▶ _Problem requirements_:
Exactly reproduce each of the entries shown below.

▶ _Dataset entries_:
+--

//! Event model — the closed set of things that travel through the queue.
//!
//! Each variant carries only what its consumer needs. A `MarketEvent` has no
//! prices; the strategy reads them from the data handler.

use chrono::NaiveDate;
use serde::{Deserialize, Serialize};
use std::fmt;

/// Discriminant of an [`Event`].
#[derive(Debug, Clone, Copy, PartialEq, Eq, Hash, Serialize, Deserialize)]
#[serde(rename_all = "SCREAMING_SNAKE_CASE")]
pub enum EventKind {
    Market,
    Signal,
    Order,
    Fill,
}

impl fmt::Display for EventKind {
    fn fmt(&self, f: &mut fmt::Formatter<'_>) -> fmt::Result {
        let s = match self {
            EventKind::Market => "MARKET",
            EventKind::Signal => "SIGNAL",
            EventKind::Order => "ORDER",
            EventKind::Fill => "FILL",
        };
        f.write_str(s)
    }
}

/// Strategy intent.
#[derive(Debug, Clone, Copy, PartialEq, Eq, Serialize, Deserialize)]
#[serde(rename_all = "SCREAMING_SNAKE_CASE")]
pub enum SignalDirection {
    Long,
    Short,
    Exit,
}

/// Side of an order or fill. Quantities are always positive; the side carries the sign.
#[derive(Debug, Clone, Copy, PartialEq, Eq, Hash, Serialize, Deserialize)]
#[serde(rename_all = "SCREAMING_SNAKE_CASE")]
pub enum OrderSide {
    Buy,
    Sell,
}

impl OrderSide {
    /// +1 for buys, -1 for sells.
    pub fn sign(&self) -> i64 {
        match self {
            OrderSide::Buy => 1,
            OrderSide::Sell => -1,
        }
    }

    pub fn opposite(&self) -> Self {
        match self {
            OrderSide::Buy => OrderSide::Sell,
            OrderSide::Sell => OrderSide::Buy,
        }
    }
}

impl fmt::Display for OrderSide {
    fn fmt(&self, f: &mut fmt::Formatter<'_>) -> fmt::Result {
        match self {
            OrderSide::Buy => f.write_str("BUY"),
            OrderSide::Sell => f.write_str("SELL"),
        }
    }
}

/// A new bar is available for `symbol` on `timestamp`.
#[derive(Debug, Clone, PartialEq, Serialize, Deserialize)]
pub struct MarketEvent {
    pub symbol: String,
    pub timestamp: NaiveDate,
}

/// Trading intent produced by a strategy.
#[derive(Debug, Clone, PartialEq, Serialize, Deserialize)]
pub struct SignalEvent {
    pub symbol: String,
    pub timestamp: NaiveDate,
    pub direction: SignalDirection,
    /// Sizing multiplier applied by the order generator.
    pub strength: f64,
}

impl SignalEvent {
    pub fn new(
        symbol: impl Into<String>,
        timestamp: NaiveDate,
        direction: SignalDirection,
    ) -> Self {
        Self {
            symbol: symbol.into(),
            timestamp,
            direction,
            strength: 1.0,
        }
    }

    pub fn with_strength(mut self, strength: f64) -> Self {
        self.strength = strength;
        self
    }
}

/// Concrete instruction to trade `quantity` shares.
#[derive(Debug, Clone, PartialEq, Serialize, Deserialize)]
pub struct OrderEvent {
    pub symbol: String,
    pub timestamp: NaiveDate,
    pub quantity: u64,
    pub direction: OrderSide,
}

impl OrderEvent {
    pub fn new(
        symbol: impl Into<String>,
        timestamp: NaiveDate,
        quantity: u64,
        direction: OrderSide,
    ) -> Self {
        Self {
            symbol: symbol.into(),
            timestamp,
            quantity,
            direction,
        }
    }

    /// Signed share delta this order would apply to a position.
    pub fn signed_quantity(&self) -> i64 {
        self.direction.sign() * self.quantity as i64
    }
}

/// Realized result of an order.
#[derive(Debug, Clone, PartialEq, Serialize, Deserialize)]
pub struct FillEvent {
    pub symbol: String,
    pub timestamp: NaiveDate,
    pub quantity: u64,
    pub direction: OrderSide,
    /// `quantity * price`, before commission.
    pub fill_cost: f64,
    pub commission: f64,
    pub venue: String,
}

impl FillEvent {
    /// Average execution price per share.
    pub fn price(&self) -> f64 {
        if self.quantity == 0 {
            return 0.0;
        }
        self.fill_cost / self.quantity as f64
    }

    /// Cash delta: buys pay cost plus commission, sells receive cost minus commission.
    pub fn cash_delta(&self) -> f64 {
        match self.direction {
            OrderSide::Buy => -(self.fill_cost + self.commission),
            OrderSide::Sell => self.fill_cost - self.commission,
        }
    }

    pub fn signed_quantity(&self) -> i64 {
        self.direction.sign() * self.quantity as i64
    }
}

/// Everything that travels through the engine queue.
#[derive(Debug, Clone, PartialEq, Serialize, Deserialize)]
#[serde(tag = "type", rename_all = "SCREAMING_SNAKE_CASE")]
pub enum Event {
    Market(MarketEvent),
    Signal(SignalEvent),
    Order(OrderEvent),
    Fill(FillEvent),
}

impl Event {
    pub fn kind(&self) -> EventKind {
        match self {
            Event::Market(_) => EventKind::Market,
            Event::Signal(_) => EventKind::Signal,
            Event::Order(_) => EventKind::Order,
            Event::Fill(_) => EventKind::Fill,
        }
    }

    pub fn symbol(&self) -> &str {
        match self {
            Event::Market(e) => &e.symbol,
            Event::Signal(e) => &e.symbol,
            Event::Order(e) => &e.symbol,
            Event::Fill(e) => &e.symbol,
        }
    }

    pub fn timestamp(&self) -> NaiveDate {
        match self {
            Event::Market(e) => e.timestamp,
            Event::Signal(e) => e.timestamp,
            Event::Order(e) => e.timestamp,
            Event::Fill(e) => e.timestamp,
        }
    }
}

impl From<MarketEvent> for Event {
    fn from(e: MarketEvent) -> Self {
        Event::Market(e)
    }
}

impl From<SignalEvent> for Event {
    fn from(e: SignalEvent) -> Self {
        Event::Signal(e)
    }
}

impl From<OrderEvent> for Event {
    fn from(e: OrderEvent) -> Self {
        Event::Order(e)
    }
}

impl From<FillEvent> for Event {
    fn from(e: FillEvent) -> Self {
        Event::Fill(e)
    }
}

+--

▶ _Exercise output_:
//! Event model — the closed set of things that travel through the queue.
//!
//! Each variant carries only what its consumer needs. A `MarketEvent` has no
//! prices; the strategy reads them from the data handler.

use chrono::NaiveDate;
use serde::{Deserialize, Serialize};
use std::fmt;

/// Discriminant of an [`Event`].
#[derive(Debug, Clone, Copy, PartialEq, Eq, Hash, Serialize, Deserialize)]
#[serde(rename_all = "SCREAMING_SNAKE_CASE")]
pub enum EventKind {
    Market,
    Signal,
    Order,
    Fill,
}

impl fmt::Display for EventKind {
    fn fmt(&self, f: &mut fmt::Formatter<'_>) -> fmt::Result {
        let s = match self {
            EventKind::Market => "MARKET",
            EventKind::Signal => "SIGNAL",
            EventKind::Order => "ORDER",
            EventKind::Fill => "FILL",
        };
        f.write_str(s)
    }
}

/// Strategy intent.
#[derive(Debug, Clone, Copy, PartialEq, Eq, Serialize, Deserialize)]
#[serde(rename_all = "SCREAMING_SNAKE_CASE")]
pub enum SignalDirection {
    Long,
    Short,
    Exit,
}

/// Side of an order or fill. Quantities are always positive; the side carries the sign.
#[derive(Debug, Clone, Copy, PartialEq, Eq, Hash, Serialize, Deserialize)]
#[serde(rename_all = "SCREAMING_SNAKE_CASE")]
pub enum OrderSide {
    Buy,
    Sell,
}

impl OrderSide {
    /// +1 for buys, -1 for sells.
    pub fn sign(&self) -> i64 {
        match self {
            OrderSide::Buy => 1,
            OrderSide::Sell => -1,
        }
    }

    pub fn opposite(&self) -> Self {
        match self {
            OrderSide::Buy => OrderSide::Sell,
            OrderSide::Sell => OrderSide::Buy,
        }
    }
}

impl fmt::Display for OrderSide {
    fn fmt(&self, f: &mut fmt::Formatter<'_>) -> fmt::Result {
        match self {
            OrderSide::Buy => f.write_str("BUY"),
            OrderSide::Sell => f.write_str("SELL"),
        }
    }
}

/// A new bar is available for `symbol` on `timestamp`.
#[derive(Debug, Clone, PartialEq, Serialize, Deserialize)]
pub struct MarketEvent {
    pub symbol: String,
    pub timestamp: NaiveDate,
}

/// Trading intent produced by a strategy.
#[derive(Debug, Clone, PartialEq, Serialize, Deserialize)]
pub struct SignalEvent {
    pub symbol: String,
    pub timestamp: NaiveDate,
    pub direction: SignalDirection,
    /// Sizing multiplier applied by the order generator.
    pub strength: f64,
}

impl SignalEvent {
    pub fn new(
        symbol: impl Into<String>,
        timestamp: NaiveDate,
        direction: SignalDirection,
    ) -> Self {
        Self {
            symbol: symbol.into(),
            timestamp,
            direction,
            strength: 1.0,
        }
    }

    pub fn with_strength(mut self, strength: f64) -> Self {
        self.strength = strength;
        self
    }
}

/// Concrete instruction to trade `quantity` shares.
#[derive(Debug, Clone, PartialEq, Serialize, Deserialize)]
pub struct OrderEvent {
    pub symbol: String,
    pub timestamp: NaiveDate,
    pub quantity: u64,
    pub direction: OrderSide,
}

impl OrderEvent {
    pub fn new(
        symbol: impl Into<String>,
        timestamp: NaiveDate,
        quantity: u64,
        direction: OrderSide,
    ) -> Self {
        Self {
            symbol: symbol.into(),
            timestamp,
            quantity,
            direction,
        }
    }

    /// Signed share delta this order would apply to a position.
    pub fn signed_quantity(&self) -> i64 {
        self.direction.sign() * self.quantity as i64
    }
}

/// Realized result of an order.
#[derive(Debug, Clone, PartialEq, Serialize, Deserialize)]
pub struct FillEvent {
    pub symbol: String,
    pub timestamp: NaiveDate,
    pub quantity: u64,
    pub direction: OrderSide,
    /// `quantity * price`, before commission.
    pub fill_cost: f64,
    pub commission: f64,
    pub venue: String,
}

impl FillEvent {
    /// Average execution price per share.
    pub fn price(&self) -> f64 {
        if self.quantity == 0 {
            return 0.0;
        }
        self.fill_cost / self.quantity as f64
    }

    /// Cash delta: buys pay cost plus commission, sells receive cost minus commission.
    pub fn cash_delta(&self) -> f64 {
        match self.direction {
            OrderSide::Buy => -(self.fill_cost + self.commission),
            OrderSide::Sell => self.fill_cost - self.commission,
        }
    }

    pub fn signed_quantity(&self) -> i64 {
        self.direction.sign() * self.quantity as i64
    }
}

/// Everything that travels through the engine queue.
#[derive(Debug, Clone, PartialEq, Serialize, Deserialize)]
#[serde(tag = "type", rename_all = "SCREAMING_SNAKE_CASE")]
pub enum Event {
    Market(MarketEvent),
    Signal(SignalEvent),
    Order(OrderEvent),
    Fill(FillEvent),
}

impl Event {
    pub fn kind(&self) -> EventKind {
        match self {
            Event::Market(_) => EventKind::Market,
            Event::Signal(_) => EventKind::Signal,
            Event::Order(_) => EventKind::Order,
            Event::Fill(_) => EventKind::Fill,
        }
    }

    pub fn symbol(&self) -> &str {
        match self {
            Event::Market(e) => &e.symbol,
            Event::Signal(e) => &e.symbol,
            Event::Order(e) => &e.symbol,
            Event::Fill(e) => &e.symbol,
        }
    }

    pub fn timestamp(&self) -> NaiveDate {
        match self {
            Event::Market(e) => e.timestamp,
            Event::Signal(e) => e.timestamp,
            Event::Order(e) => e.timestamp,
            Event::Fill(e) => e.timestamp,
        }
    }
}

impl From<MarketEvent> for Event {
    fn from(e: MarketEvent) -> Self {
        Event::Market(e)
    }
}

impl From<SignalEvent> for Event {
    fn from(e: SignalEvent) -> Self {
        Event::Signal(e)
    }
}

impl From<OrderEvent> for Event {
    fn from(e: OrderEvent) -> Self {
        Event::Order(e)
    }
}

impl From<FillEvent> for Event {
    fn from(e: FillEvent) -> Self {
        Event::Fill(e)
    }
}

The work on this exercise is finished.